Stored items:
use egui::{Pos2, Rect, Vec2};
use tiny_skia::Color;

use crate::canvas::{Canvas, Shadow};
use crate::config::FryConfig;
use crate::element::{Element, ElementKind};
use crate::geometry::{compute_element_rect, handle_center, to_pixels};
use crate::scene::Scene;
use crate::text::{self, ClusterKind, FontFace, GlyphCache};

const PLACEHOLDER_FILL: [u8; 4] = [0x12, 0x12, 0x12, 255];
const PLACEHOLDER_TITLE: [u8; 4] = [0x33, 0x33, 0x40, 255];
const PLACEHOLDER_HINT: [u8; 4] = [0x66, 0x66, 0x66, 255];
const BAND_FILL: [u8; 4] = [0, 0, 0, 128];
const TEXT_SHADOW: [u8; 4] = [0, 0, 0, 204];
const SELECTION_OUTLINE: [u8; 4] = [255, 255, 255, 230];
const HANDLE_RING: [u8; 4] = [138, 43, 226, 255];

fn rgba([r, g, b, a]: [u8; 4]) -> Color {
    Color::from_rgba8(r, g, b, a)
}

/// Draws the scene onto a [`Canvas`].
///
/// Owns the text font and the emoji glyph cache so that layout, drawing and
/// hit-testing all measure text the same way.
pub struct Renderer {
    config: FryConfig,
    font: FontFace,
    glyphs: GlyphCache,
}

impl std::fmt::Debug for Renderer {
    fn fmt(&self, f: &mut std::fmt::Formatter<'_>) -> std::fmt::Result {
        f.debug_struct("Renderer").field("font", &self.font).finish()
    }
}

impl Renderer {
    pub fn new(config: FryConfig, font: FontFace, glyphs: GlyphCache) -> Self {
        Self { config, font, glyphs }
    }

    pub fn config(&self) -> &FryConfig {
        &self.config
    }

    pub fn font(&self) -> &FontFace {
        &self.font
    }

    /// Returns true when an emoji glyph became drawable since the last call
    pub fn poll_glyphs(&mut self) -> bool {
        self.glyphs.poll()
    }

    pub fn has_pending_glyphs(&self) -> bool {
        self.glyphs.has_pending()
    }

    /// Base image, or the placeholder card when none is loaded
    pub fn draw_base(&mut self, canvas: &mut Canvas, scene: &Scene) {
        canvas.clear();
        match scene.image() {
            Some(image) => canvas.draw_bitmap(&image.bitmap, image.placement.rect()),
            None => self.draw_placeholder(canvas),
        }
    }

    fn draw_placeholder(&mut self, canvas: &mut Canvas) {
        canvas.fill(rgba(PLACEHOLDER_FILL));
        let center = Pos2::new(canvas.size().x / 2.0, canvas.size().y / 2.0);
        self.draw_text(canvas, "Preview 9:16", center, 24.0, rgba(PLACEHOLDER_TITLE));
        self.draw_text(
            canvas,
            "Load an image",
            center + Vec2::new(0.0, 30.0),
            16.0,
            rgba(PLACEHOLDER_HINT),
        );
    }

    /// Centered multi-line text with inline emoji glyphs. Emoji whose bitmap
    /// is not available yet are drawn through the font.
    fn draw_text(&mut self, canvas: &mut Canvas, content: &str, center: Pos2, font_size: f32, color: Color) {
        let block = text::layout(content, font_size, &self.font);
        for placed in block.place(center) {
            let mut x = placed.left;
            for cluster in &placed.line.clusters {
                let glyph = match &cluster.kind {
                    ClusterKind::Emoji(key) => self.glyphs.get(key),
                    ClusterKind::Text => None,
                };
                match glyph {
                    Some(bitmap) => {
                        let size = cluster.width;
                        let dest = Rect::from_min_size(
                            Pos2::new(x, placed.middle_y - size / 2.0),
                            Vec2::splat(size),
                        );
                        canvas.draw_bitmap(&bitmap, dest);
                    }
                    None => canvas.fill_text(
                        &self.font,
                        &cluster.text,
                        x,
                        placed.middle_y,
                        font_size,
                        color,
                    ),
                }
                x += cluster.width;
            }
        }
    }

    pub fn draw_element(&mut self, canvas: &mut Canvas, element: &Element) {
        canvas.save();
        match &element.kind {
            ElementKind::Sticker(sticker) => {
                if let Some(rect) = compute_element_rect(element, &self.config, &self.font) {
                    canvas.draw_bitmap(&sticker.bitmap, rect);
                }
            }
            ElementKind::FreeText(free) => {
                if !free.text.is_empty() {
                    canvas.set_shadow(Some(Shadow {
                        color: rgba(TEXT_SHADOW),
                        offset: Vec2::splat(2.0),
                    }));
                    let center = to_pixels(free.pos, self.config.frame_size());
                    let font_size = self.config.free_text_font_size * free.scale;
                    self.draw_text(canvas, &free.text, center, font_size, Color::WHITE);
                }
            }
            ElementKind::Band(band) => {
                if let Some(rect) = compute_element_rect(element, &self.config, &self.font) {
                    canvas.fill_rect(rect, rgba(BAND_FILL));
                    if !band.text.is_empty() {
                        let font_size = self.config.band_font_size();
                        self.draw_text(canvas, &band.text, rect.center(), font_size, Color::WHITE);
                    }
                }
            }
        }
        canvas.restore();
    }

    /// Every element in z-order, without selection decoration
    pub fn draw_elements(&mut self, canvas: &mut Canvas, scene: &Scene) {
        for element in scene.elements() {
            self.draw_element(canvas, element);
        }
    }

    fn draw_selection(&mut self, canvas: &mut Canvas, scene: &Scene) {
        let Some(element) = scene.selected_element() else {
            return;
        };
        let Some(rect) = compute_element_rect(element, &self.config, &self.font) else {
            return;
        };
        canvas.stroke_dashed_rect(rect, rgba(SELECTION_OUTLINE), 2.0);
        if let Some(center) = handle_center(element, &self.config, &self.font) {
            let radius = self.config.handle_draw_radius;
            canvas.fill_circle(center, radius, Color::WHITE);
            canvas.stroke_circle(center, radius, rgba(HANDLE_RING), 2.0);
        }
    }

    /// The synchronous clean pass: base, elements, selection decoration
    pub fn render_clean(&mut self, canvas: &mut Canvas, scene: &Scene) {
        self.draw_base(canvas, scene);
        self.draw_elements(canvas, scene);
        self.draw_selection(canvas, scene);
    }
}

#[cfg(test)]
pub(crate) fn test_renderer(config: FryConfig) -> Renderer {
    use crate::text::{FetchMode, NoGlyphSource};
    use std::sync::Arc;

    let font = FontFace::bundled().unwrap();
    let glyphs = GlyphCache::new(Arc::new(NoGlyphSource), FetchMode::Inline);
    Renderer::new(config, font, glyphs)
}

#[cfg(test)]
mod tests {
    use super::*;
    use crate::element::image::solid_bitmap;

    fn setup() -> (Renderer, Canvas, Scene) {
        let config = FryConfig::default();
        let canvas = Canvas::new(config.frame_width, config.frame_height).unwrap();
        let scene = Scene::new(&config);
        (test_renderer(config), canvas, scene)
    }

    #[test]
    fn test_placeholder_without_image() {
        let (mut renderer, mut canvas, scene) = setup();
        renderer.render_clean(&mut canvas, &scene);
        assert_eq!(canvas.pixel(5, 5), Some([0x12, 0x12, 0x12, 255]));
    }

    #[test]
    fn test_image_covers_frame() {
        let (mut renderer, mut canvas, mut scene) = setup();
        scene.load_image(solid_bitmap(80, 60, [0, 200, 0, 255]));
        renderer.render_clean(&mut canvas, &scene);
        for (x, y) in [(0, 0), (539, 959), (270, 480)] {
            let [r, g, b, a] = canvas.pixel(x, y).unwrap();
            assert_eq!((r, b, a), (0, 0, 255));
            assert!(g.abs_diff(200) <= 1);
        }
    }

    #[test]
    fn test_clean_render_is_idempotent() {
        let (mut renderer, mut canvas, mut scene) = setup();
        scene.load_image(solid_bitmap(80, 60, [30, 60, 90, 255]));
        scene.add_band();
        scene.update_text(scene.selected().unwrap(), "Hello 😀");
        scene.add_free_text();

        renderer.render_clean(&mut canvas, &scene);
        let first = canvas.data().to_vec();
        renderer.render_clean(&mut canvas, &scene);
        assert_eq!(first, canvas.data());
    }

    #[test]
    fn test_band_darkens_its_strip() {
        let (mut renderer, mut canvas, mut scene) = setup();
        scene.load_image(solid_bitmap(10, 10, [200, 200, 200, 255]));
        let band = scene.add_band();
        scene.set_position(band, Pos2::new(0.5, 0.0));
        scene.select(None);
        renderer.render_clean(&mut canvas, &scene);

        // Strip covers y in [0, 48)
        let [r, ..] = canvas.pixel(2, 10).unwrap();
        assert!((95..=105).contains(&r), "r={r}");
        assert_eq!(canvas.pixel(2, 100), Some([200, 200, 200, 255]));
    }

    #[test]
    fn test_selection_draws_handle() {
        let (mut renderer, mut canvas, mut scene) = setup();
        scene.load_image(solid_bitmap(10, 10, [0, 0, 0, 255]));
        let sticker = scene.add_sticker(solid_bitmap(10, 10, [0, 0, 0, 255]));
        renderer.render_clean(&mut canvas, &scene);

        let corner = handle_center(scene.element(sticker).unwrap(), renderer.config(), renderer.font())
            .unwrap();
        let [r, g, b, _] = canvas.pixel(corner.x as u32, corner.y as u32).unwrap();
        assert!(r > 200 && g > 200 && b > 200);
    }
}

-- Problem statement --
Above are some records; copy each line there that contains "crate".

-- Exercise result --
use crate::canvas::{Canvas, Shadow};
use crate::config::FryConfig;
use crate::element::{Element, ElementKind};
use crate::geometry::{compute_element_rect, handle_center, to_pixels};
use crate::scene::Scene;
use crate::text::{self, ClusterKind, FontFace, GlyphCache};
pub(crate) fn test_renderer(config: FryConfig) -> Renderer {
    use crate::text::{FetchMode, NoGlyphSource};
    use crate::element::image::solid_bitmap;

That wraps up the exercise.